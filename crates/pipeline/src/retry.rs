use std::future::Future;
use std::time::Duration;
use tokio::time::sleep;
use tracing::{debug, warn};

use crate::config::RetryConfig;
use ingest::NewsError;

/// Bounded retries for port calls. Only errors that report themselves as
/// retryable get another attempt.
#[derive(Debug, Clone)]
pub struct RetryPolicy {
    max_retries: usize,
    initial_backoff: Duration,
    max_backoff: Duration,
}

impl RetryPolicy {
    pub fn new(max_retries: usize, initial_backoff_ms: u64, max_backoff_ms: u64) -> Self {
        Self {
            max_retries,
            initial_backoff: Duration::from_millis(initial_backoff_ms),
            max_backoff: Duration::from_millis(max_backoff_ms),
        }
    }

    pub fn from_config(config: &RetryConfig) -> Self {
        Self::new(config.max_retries, config.initial_backoff_ms, config.max_backoff_ms)
    }

    /// Delay before retry number `retry` (1-based): doubles each time, capped.
    pub fn backoff_for(&self, retry: usize) -> Duration {
        let factor = 1u32 << retry.saturating_sub(1).min(16);
        self.initial_backoff.saturating_mul(factor).min(self.max_backoff)
    }

    pub async fn retry<F, Fut, T>(&self, operation: &str, mut attempt_once: F) -> Result<T, NewsError>
    where
        F: FnMut() -> Fut,
        Fut: Future<Output = Result<T, NewsError>>,
    {
        let mut retries = 0;
        loop {
            let err = match attempt_once().await {
                Ok(value) => {
                    if retries > 0 {
                        debug!(operation, retries, "recovered after retry");
                    }
                    return Ok(value);
                }
                Err(err) => err,
            };

            if !err.is_retryable() || retries >= self.max_retries {
                if err.is_retryable() {
                    warn!(operation, retries, kind = err.kind(), error = %err, "giving up");
                }
                return Err(err);
            }

            retries += 1;
            let delay = self.backoff_for(retries);
            warn!(
                operation,
                retry = retries,
                delay_ms = delay.as_millis() as u64,
                kind = err.kind(),
                error = %err,
                "retrying"
            );
            sleep(delay).await;
        }
    }
}
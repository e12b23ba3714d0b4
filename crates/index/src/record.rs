use chrono::{DateTime, Utc};
use serde::{Deserialize, Serialize};
use std::collections::BTreeSet;

use dedup::MergedArticle;
use extract::{EntitySet, StockImpact};
use ingest::ArticleId;

/// A deduplicated, tagged article as persisted in both stores.
#[derive(Debug, Clone, PartialEq, Serialize, Deserialize)]
pub struct StoredRecord {
    pub id: ArticleId,
    pub headline: String,
    pub content: String,
    pub source: String,
    pub published_at: DateTime<Utc>,
    #[serde(default)]
    pub url: Option<String>,
    pub normalized_text: String,
    pub embedding: Vec<f32>,
    pub member_ids: BTreeSet<ArticleId>,
    pub sources: BTreeSet<String>,
    pub merged_text: String,
    pub entities: EntitySet,
    pub impacts: Vec<StockImpact>,
    pub stored_at: DateTime<Utc>,
}

impl StoredRecord {
    pub fn from_merged(merged: &MergedArticle, entities: EntitySet, impacts: Vec<StockImpact>) -> Self {
        let rep = &merged.representative;
        Self {
            id: rep.id,
            headline: rep.headline.clone(),
            content: rep.content.clone(),
            source: rep.source.clone(),
            published_at: rep.published_at,
            url: rep.url.clone(),
            normalized_text: rep.normalized_text.clone(),
            embedding: rep.embedding.clone(),
            member_ids: merged.member_ids.clone(),
            sources: merged.sources.clone(),
            merged_text: merged.merged_text.clone(),
            entities,
            impacts,
            stored_at: Utc::now(),
        }
    }

    /// Leading slice of the content, cut on a word boundary.
    pub fn summary(&self, max_chars: usize) -> String {
        let content = self.content.trim();
        if content.chars().count() <= max_chars {
            return content.to_string();
        }

        let cut: String = content.chars().take(max_chars).collect();
        let cut = match cut.rfind(char::is_whitespace) {
            Some(pos) if pos > 0 => &cut[..pos],
            _ => cut.as_str(),
        };
        format!("{}...", cut.trim_end())
    }
}

/// Newest first; id breaks ties so pagination is stable.
pub fn sort_recent(records: &mut [StoredRecord]) {
    records.sort_by(|a, b| b.published_at.cmp(&a.published_at).then(a.id.cmp(&b.id)));
}


#[cfg(test)]
mod tests {
    use super::*;

    #[test]
    fn test_summary_cuts_on_word_boundary() {
        let mut record = fixtures::record(9, &[], &[]);
        record.content = "HDFC Bank reported strong quarterly earnings today".to_string();

        assert_eq!(record.summary(200), record.content);
        assert_eq!(record.summary(20), "HDFC Bank reported...");
    }

    #[test]
    fn test_sort_recent() {
        let mut records = vec![fixtures::record(8, &[], &[]), fixtures::record(11, &[], &[]), fixtures::record(9, &[], &[])];
        sort_recent(&mut records);
        let headlines: Vec<&str> = records.iter().map(|r| r.headline.as_str()).collect();
        assert_eq!(headlines, vec!["headline 11", "headline 9", "headline 8"]);
    }
}
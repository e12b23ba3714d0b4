pub mod cluster;
pub mod clusterer;

pub use cluster::{DuplicateCluster, MergePolicy, MergedArticle};
pub use clusterer::{DedupConfig, DedupOutcome, Deduplicator};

-=-=-

WHAT TO DO: Would you please write out, exactly and with no other lines, the stretch of the listing above from the line containing "Bank reported strong" through the line containing "pub mod clusterer;"?

THE ANSWER:
        record.content = "HDFC Bank reported strong quarterly earnings today".to_string();

        assert_eq!(record.summary(200), record.content);
        assert_eq!(record.summary(20), "HDFC Bank reported...");
    }

    #[test]
    fn test_sort_recent() {
        let mut records = vec![fixtures::record(8, &[], &[]), fixtures::record(11, &[], &[]), fixtures::record(9, &[], &[])];
        sort_recent(&mut records);
        let headlines: Vec<&str> = records.iter().map(|r| r.headline.as_str()).collect();
        assert_eq!(headlines, vec!["headline 11", "headline 9", "headline 8"]);
    }
}
repository e12b23ba3714d0b4
pub mod cluster;
pub mod clusterer;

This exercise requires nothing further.